DE VALLS BLUFF, Ark. – Arkansas farmers were burning daylight and diesel Tuesday, racing to get as much of their mature crops out of the field as possible ahead of Isaac’s arrival on Friday.
The five-day forecast cone Tuesday afternoon still had the center of what would become tropical depression Isaac in central Arkansas at 7 a.m. Friday. The storm was expected to become extra-tropical the following day and track to the northeast up the Ohio River Valley.
Rainfall projections show totals higher than 4 inches expected in a pear-shaped area stretching from northern Chicot County to about White County – prime row-crop areas. Much of the rest of the Arkansas Delta was expected to receive more than 2.5 inches.
“We are running around the clock where possible on rice,” Brent Griffin, Prairie County extension staff chair for the University of Arkansas System Division of Agriculture, said Tuesday. “One farmer was harvesting at 6:30 a.m. today and will run as long as wind blows or there are trucks to fill.”
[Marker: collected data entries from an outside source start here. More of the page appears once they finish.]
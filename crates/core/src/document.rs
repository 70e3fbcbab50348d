//! Drives tokenized markup through a `Controller`.

use crate::controller::Controller;
use crate::error::FormatError;
use quire_markup::tokenize;
use quire_traits::LineSink;

/// Tokenize `input` and apply every event to `controller`. Recoverable errors
/// are reported to the controller and skipped; the first fatal error stops
/// processing and is returned.
pub fn feed<S: LineSink>(input: &str, controller: &mut Controller<S>) -> Result<(), FormatError> {
    for event in tokenize(input) {
        let applied = event
            .map_err(FormatError::from)
            .and_then(|event| controller.apply(event));
        if let Err(err) = applied {
            if !err.is_recoverable() {
                return Err(err);
            }
            controller.report(err);
        }
    }
    Ok(())
}

/// Format a complete document: feed all of `input`, then close the
/// controller so that pending text and endnotes reach the sink. Text read
/// before a fatal error is still flushed.
pub fn format_document<S: LineSink>(
    input: &str,
    controller: &mut Controller<S>,
) -> Result<(), FormatError> {
    let fed = feed(input, controller);
    controller.close()?;
    log::info!(
        "Formatted document with {} endnote(s) and {} diagnostic(s)",
        controller.next_endnote() - 1,
        controller.diagnostics().len()
    );
    fed
}
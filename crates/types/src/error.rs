use thiserror::Error;

/// A formatting parameter was given an out-of-range value.
#[derive(Error, Debug, Clone, PartialEq, Eq)]
pub enum ConfigError {
    #[error("'{option}' must not be negative (got {value})")]
    NegativeValue { option: &'static str, value: i32 },

    #[error("'textheight' must be positive (got {0})")]
    NonPositiveHeight(i32),
}
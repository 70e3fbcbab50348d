use clap::Parser;
use quire::{Controller, FormatError, FormatSettings, PagePrinter, format_document};
use std::fs;
use std::io::{self, BufWriter, Read, Write};
use std::path::{Path, PathBuf};
use std::process::ExitCode;

/// Format a marked-up text file into filled, justified pages.
#[derive(Parser, Debug)]
#[command(version, about, long_about = None)]
struct Args {
    /// Input file, or `-` for standard input
    input: PathBuf,

    /// Output file (standard output if omitted)
    output: Option<PathBuf>,

    /// Initial width of body lines, including indentation
    #[arg(long)]
    textwidth: Option<i32>,

    /// Initial number of lines per body page
    #[arg(long)]
    textheight: Option<i32>,

    /// Enable debug logging
    #[arg(long, default_value_t = false)]
    debug: bool,
}

fn main() -> ExitCode {
    let args = Args::parse();

    let filter = if args.debug { "quire=debug" } else { "quire=info" };
    env_logger::Builder::from_env(env_logger::Env::default().default_filter_or(filter)).init();

    match run(&args) {
        Ok(0) => ExitCode::SUCCESS,
        Ok(_) => ExitCode::FAILURE,
        Err(e) => {
            eprintln!("error: {e}");
            ExitCode::FAILURE
        }
    }
}

/// Format the input and return how many recoverable errors were reported.
fn run(args: &Args) -> Result<usize, FormatError> {
    let input = read_input(&args.input)?;

    let mut settings = FormatSettings::new();
    if let Some(width) = args.textwidth {
        settings.set_text_width(width)?;
    }
    if let Some(height) = args.textheight {
        settings.set_text_height(height)?;
    }

    let out: Box<dyn Write> = match &args.output {
        Some(path) => Box::new(fs::File::create(path)?),
        None => Box::new(io::stdout().lock()),
    };
    let printer = PagePrinter::new(BufWriter::new(out));
    let mut controller = Controller::with_settings(printer, settings, FormatSettings::endnote());

    let result = format_document(&input, &mut controller);
    for diagnostic in controller.diagnostics() {
        eprintln!("error: {diagnostic}");
    }
    result?;
    Ok(controller.diagnostics().len())
}

fn read_input(path: &Path) -> io::Result<String> {
    if path == Path::new("-") {
        let mut input = String::new();
        io::stdin().read_to_string(&mut input)?;
        Ok(input)
    } else {
        fs::read_to_string(path)
    }
}
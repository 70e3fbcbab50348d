//! The event vocabulary shared by the tokenizer and the controller.

/// A formatting parameter change requested by a markup command.
#[derive(Debug, Clone, Copy, PartialEq, Eq)]
pub enum FormatOption {
    Indent(i32),
    ParIndent(i32),
    TextWidth(i32),
    TextHeight(i32),
    ParSkip(i32),
    Fill(bool),
    Justify(bool),
}

impl FormatOption {
    /// The markup command that produces this option.
    pub fn command_name(&self) -> &'static str {
        match self {
            FormatOption::Indent(_) => "indent",
            FormatOption::ParIndent(_) => "parindent",
            FormatOption::TextWidth(_) => "textwidth",
            FormatOption::TextHeight(_) => "textheight",
            FormatOption::ParSkip(_) => "parskip",
            FormatOption::Fill(true) => "fill",
            FormatOption::Fill(false) => "nofill",
            FormatOption::Justify(true) => "justify",
            FormatOption::Justify(false) => "nojustify",
        }
    }
}

/// One tokenized unit of input.
#[derive(Debug, Clone, Copy, PartialEq, Eq)]
pub enum Event<'a> {
    /// A fragment of the word being built.
    Text(&'a str),
    EndOfWord,
    /// A single line terminator in the input.
    EndOfLine,
    /// Two or more consecutive line terminators.
    EndOfParagraph,
    SetOption(FormatOption),
    /// The raw, still untokenized body of an `\endnote{...}` command.
    Endnote(&'a str),
}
Griffin said the lines at the elevators at Hazen and Des Arc are six rows deep and the elevators were keeping extended hours.
In Lonoke County: “Looks like trucks are backed up at the rice mill waiting to get unloaded,” said Keith Perkins, Lonoke County extension agent.
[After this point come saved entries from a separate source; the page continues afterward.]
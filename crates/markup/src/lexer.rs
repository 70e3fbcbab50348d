//! A `nom`-based tokenizer for formatter markup.
//!
//! Input is plain text interspersed with commands of the form `\name` or
//! `\name{argument}`. Blanks end words, a single line terminator ends an input
//! line, and a run of two or more terminators ends a paragraph. `\{`, `\}`,
//! `\\`, `\ ` and a backslash-tab stand for the escaped character itself.

use crate::error::MarkupError;
use nom::{
    IResult, Parser,
    branch::alt,
    bytes::complete::take_while1,
    character::complete::{alpha1, anychar, char, line_ending, one_of},
    combinator::{map, recognize, value},
    multi::{many0_count, many1_count},
    sequence::{delimited, pair, preceded},
};
use quire_types::{Event, FormatOption};

// --- Main Public API ---

/// Tokenize `input` into formatter events.
pub fn tokenize(input: &str) -> Lexer<'_> {
    Lexer::new(input)
}

/// An iterator over the events in a piece of markup.
///
/// Recoverable errors (unknown commands, bad arguments) are yielded in place
/// of the offending command and tokenizing continues. After a fatal error the
/// iterator is exhausted.
#[derive(Debug, Clone)]
pub struct Lexer<'a> {
    rest: &'a str,
    /// Line of the first character in `rest`.
    line: usize,
    done: bool,
}

impl<'a> Lexer<'a> {
    pub fn new(input: &'a str) -> Self {
        Self {
            rest: input,
            line: 1,
            done: false,
        }
    }

    /// The 1-based line number of the next unread character.
    pub fn line(&self) -> usize {
        self.line
    }

    /// Move past everything before `rest`, counting the line terminators
    /// consumed.
    fn advance(&mut self, rest: &'a str) {
        let consumed = &self.rest[..self.rest.len() - rest.len()];
        self.line += consumed.bytes().filter(|&b| b == b'\n').count();
        self.rest = rest;
    }

    fn command(&mut self, name: &'a str, line: usize) -> Result<Event<'a>, MarkupError> {
        let arg = if self.rest.starts_with('{') {
            match argument(self.rest) {
                Ok((rest, arg)) => {
                    self.advance(rest);
                    Some(arg)
                }
                Err(_) => {
                    self.done = true;
                    return Err(MarkupError::MalformedArgument {
                        command: name.to_string(),
                        line,
                    });
                }
            }
        } else {
            None
        };
        command_event(name, arg, line)
    }
}

impl<'a> Iterator for Lexer<'a> {
    type Item = Result<Event<'a>, MarkupError>;

    fn next(&mut self) -> Option<Self::Item> {
        if self.done || self.rest.is_empty() {
            return None;
        }
        let line = self.line();
        match token(self.rest) {
            Ok((rest, Token::Event(event))) => {
                self.advance(rest);
                Some(Ok(event))
            }
            Ok((rest, Token::Command(name))) => {
                self.advance(rest);
                Some(self.command(name, line))
            }
            Err(_) => {
                self.done = true;
                let found = self.rest.chars().next().unwrap_or_default();
                Some(Err(MarkupError::UnexpectedCharacter { found, line }))
            }
        }
    }
}

/// Interpret command `name` with its optional braced argument.
pub fn command_event<'a>(
    name: &str,
    arg: Option<&'a str>,
    line: usize,
) -> Result<Event<'a>, MarkupError> {
    let option = match name {
        "indent" => FormatOption::Indent(integer(name, arg, line)?),
        "parindent" => FormatOption::ParIndent(integer(name, arg, line)?),
        "textwidth" => FormatOption::TextWidth(integer(name, arg, line)?),
        "textheight" => FormatOption::TextHeight(integer(name, arg, line)?),
        "parskip" => FormatOption::ParSkip(integer(name, arg, line)?),
        "fill" => FormatOption::Fill(true),
        "nofill" => FormatOption::Fill(false),
        "justify" => FormatOption::Justify(true),
        "nojustify" => FormatOption::Justify(false),
        "endnote" => {
            return match arg {
                Some(text) if !text.is_empty() => Ok(Event::Endnote(text)),
                _ => Err(MarkupError::MissingArgument {
                    command: name.to_string(),
                    line,
                }),
            };
        }
        _ => {
            return Err(MarkupError::UnknownCommand {
                name: name.to_string(),
                line,
            });
        }
    };
    Ok(Event::SetOption(option))
}

fn integer(command: &str, arg: Option<&str>, line: usize) -> Result<i32, MarkupError> {
    let text = arg
        .filter(|text| !text.is_empty())
        .ok_or_else(|| MarkupError::MissingArgument {
            command: command.to_string(),
            line,
        })?;
    text.trim()
        .parse()
        .map_err(|_| MarkupError::InvalidArgument {
            command: command.to_string(),
            value: text.to_string(),
            line,
        })
}

// --- Token Parsers ---

#[derive(Debug, Clone, Copy)]
enum Token<'a> {
    Event(Event<'a>),
    Command(&'a str),
}

fn is_blank(c: char) -> bool {
    c == ' ' || c == '\t'
}

fn is_text(c: char) -> bool {
    !matches!(c, ' ' | '\t' | '\r' | '\n' | '\\' | '{' | '}')
}

fn token(input: &str) -> IResult<&str, Token<'_>> {
    alt((
        value(Token::Event(Event::EndOfWord), take_while1(is_blank)),
        map(many1_count(line_ending), |count| {
            Token::Event(if count > 1 {
                Event::EndOfParagraph
            } else {
                Event::EndOfLine
            })
        }),
        map(escaped_char, |c| Token::Event(Event::Text(c))),
        map(preceded(char('\\'), alpha1), Token::Command),
        map(take_while1(is_text), |text| Token::Event(Event::Text(text))),
    ))
    .parse(input)
}

fn escaped_char(input: &str) -> IResult<&str, &str> {
    preceded(char('\\'), recognize(one_of(" \t{}\\"))).parse(input)
}

// --- Command Arguments ---

/// `{...}` with escapes and at most one level of nested braces. Yields the
/// text between the outer braces.
fn argument(input: &str) -> IResult<&str, &str> {
    delimited(
        char('{'),
        recognize(many0_count(alt((escaped_pair, plain, group)))),
        char('}'),
    )
    .parse(input)
}

fn escaped_pair(input: &str) -> IResult<&str, &str> {
    recognize(pair(char('\\'), anychar)).parse(input)
}

fn plain(input: &str) -> IResult<&str, &str> {
    take_while1(|c: char| !matches!(c, '\\' | '{' | '}')).parse(input)
}

fn group(input: &str) -> IResult<&str, &str> {
    recognize((char('{'), many0_count(alt((escaped_pair, plain))), char('}'))).parse(input)
}

#[cfg(test)]
mod tests {
    use super::*;

    fn events(input: &str) -> Vec<Result<Event<'_>, MarkupError>> {
        tokenize(input).collect()
    }

    fn ok_events(input: &str) -> Vec<Event<'_>> {
        tokenize(input).map(|event| event.unwrap()).collect()
    }

    #[test]
    fn test_words_blanks_and_breaks() {
        assert_eq!(
            ok_events("Hello,  world\nagain\n\n\nend"),
            vec![
                Event::Text("Hello,"),
                Event::EndOfWord,
                Event::Text("world"),
                Event::EndOfLine,
                Event::Text("again"),
                Event::EndOfParagraph,
                Event::Text("end"),
            ]
        );
    }

    #[test]
    fn test_crlf_line_endings() {
        assert_eq!(
            ok_events("a\r\nb\r\n\r\nc"),
            vec![
                Event::Text("a"),
                Event::EndOfLine,
                Event::Text("b"),
                Event::EndOfParagraph,
                Event::Text("c"),
            ]
        );
    }

    #[test]
    fn test_escaped_characters_become_text() {
        assert_eq!(
            ok_events("a\\{b\\}c\\\\d\\ e"),
            vec![
                Event::Text("a"),
                Event::Text("{"),
                Event::Text("b"),
                Event::Text("}"),
                Event::Text("c"),
                Event::Text("\\"),
                Event::Text("d"),
                Event::Text(" "),
                Event::Text("e"),
            ]
        );
    }

    #[test]
    fn test_option_commands() {
        assert_eq!(
            ok_events("\\textwidth{40}\\textheight{ 10 }\\indent{2}\\parindent{0}\\parskip{1}"),
            vec![
                Event::SetOption(FormatOption::TextWidth(40)),
                Event::SetOption(FormatOption::TextHeight(10)),
                Event::SetOption(FormatOption::Indent(2)),
                Event::SetOption(FormatOption::ParIndent(0)),
                Event::SetOption(FormatOption::ParSkip(1)),
            ]
        );
        assert_eq!(
            ok_events("\\nofill \\fill\\justify\\nojustify"),
            vec![
                Event::SetOption(FormatOption::Fill(false)),
                Event::EndOfWord,
                Event::SetOption(FormatOption::Fill(true)),
                Event::SetOption(FormatOption::Justify(true)),
                Event::SetOption(FormatOption::Justify(false)),
            ]
        );
    }

    #[test]
    fn test_negative_argument_is_passed_through() {
        assert_eq!(
            ok_events("\\textwidth{-1}"),
            vec![Event::SetOption(FormatOption::TextWidth(-1))]
        );
    }

    #[test]
    fn test_endnote_argument_keeps_nested_markup() {
        assert_eq!(
            ok_events("word\\endnote{See {\\it this} and \\} too.} more"),
            vec![
                Event::Text("word"),
                Event::Endnote("See {\\it this} and \\} too."),
                Event::EndOfWord,
                Event::Text("more"),
            ]
        );
    }

    #[test]
    fn test_recoverable_errors_do_not_stop_tokenizing() {
        let result = events("\\bogus x\\indent{two} y\\parskip z");
        assert_eq!(
            result,
            vec![
                Err(MarkupError::UnknownCommand {
                    name: "bogus".into(),
                    line: 1
                }),
                Ok(Event::EndOfWord),
                Ok(Event::Text("x")),
                Err(MarkupError::InvalidArgument {
                    command: "indent".into(),
                    value: "two".into(),
                    line: 1
                }),
                Ok(Event::EndOfWord),
                Ok(Event::Text("y")),
                Err(MarkupError::MissingArgument {
                    command: "parskip".into(),
                    line: 1
                }),
                Ok(Event::EndOfWord),
                Ok(Event::Text("z")),
            ]
        );
    }

    #[test]
    fn test_empty_endnote_is_missing_argument() {
        assert_eq!(
            events("\\endnote{}"),
            vec![Err(MarkupError::MissingArgument {
                command: "endnote".into(),
                line: 1
            })]
        );
    }

    #[test]
    fn test_unbalanced_argument_is_fatal() {
        let result = events("ok\n\\endnote{never {closed} text");
        assert_eq!(result.len(), 3);
        let err = result[2].clone().unwrap_err();
        assert_eq!(
            err,
            MarkupError::MalformedArgument {
                command: "endnote".into(),
                line: 2
            }
        );
        assert!(err.is_fatal());
    }

    #[test]
    fn test_too_deeply_nested_argument_is_fatal() {
        let result = events("\\endnote{a {b {c}} d}");
        assert!(matches!(
            result.as_slice(),
            [Err(MarkupError::MalformedArgument { .. })]
        ));
    }

    #[test]
    fn test_stray_brace_stops_tokenizing() {
        let result = events("one\ntwo } three");
        assert_eq!(
            result.last(),
            Some(&Err(MarkupError::UnexpectedCharacter {
                found: '}',
                line: 2
            }))
        );
        assert!(!result.iter().any(|event| *event == Ok(Event::Text("three"))));
    }

    #[test]
    fn test_line_numbers_follow_consumed_input() {
        let mut lexer = tokenize("a\n\nb\\endnote{x\ny}\nc");
        assert_eq!(lexer.line(), 1);
        lexer.by_ref().take(3).for_each(drop);
        assert_eq!(lexer.line(), 3);
        lexer.next();
        assert_eq!(lexer.line(), 4);
        lexer.by_ref().for_each(drop);
        assert_eq!(lexer.line(), 5);
    }

    #[test]
    fn test_large_input_reports_last_line() {
        let lines = 100_000;
        let input = "word word\n".repeat(lines) + "\\bogus";
        let mut lexer = tokenize(&input);
        let count = lexer.by_ref().take(lines * 4).count();
        assert_eq!(count, lines * 4);
        assert_eq!(
            lexer.next(),
            Some(Err(MarkupError::UnknownCommand {
                name: "bogus".into(),
                line: lines + 1
            }))
        );
        assert_eq!(lexer.next(), None);
    }

    #[test]
    fn test_backslash_before_digit_is_unexpected() {
        let result = events("\\5");
        assert_eq!(
            result,
            vec![Err(MarkupError::UnexpectedCharacter {
                found: '\\',
                line: 1
            })]
        );
    }
}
“Instead of the calm before the storm, this is the harvest rush before the storm,” Perkins said. “Too bad we will not be able to finish before the storm hits. We can only hope that we get only rain and no big winds.”
In Phillips County, Extension Agent Robert Goodson said, “everyone who can, is working.”
There weren’t any big lines at elevators yet, he said, “People are nervous.”
High winds and heavy rain can flatten crops or cause grain heads to sprout or get moldy.
One row crop farmer in Lonoke County said he was spending every second Tuesday trying to get his crop in. “I can talk after this storm comes through.”
LOW WATER CLOSES PORTS
While crops are being rushed to the elevators, some of grain already there can’t move because low water in the Mississippi has shut down the port. On Tuesday, Osceola Port Terminal in Mississippi Co., Helena Harbor, Phillips County Harbor, as well as the port in New Madrid County, Mo., and Northwest Tennessee Regional Harbor, were all closed. Osceola is taking grain. It just can’t ship any out.
“Osceola is closed due to shallow water,” said Bob Anderson, chief of public affairs for the Army Corps of Engineers’ Mississippi Valley Division. “We should have a dredge there in late September.”
The good news is that the difficult 11-mile stretch near Greenville, Miss., that was shut to traffic last week remains open. “We have a 9-foot deep, 300-foot wide channel all the way from Cairo to the Gulf,” he said.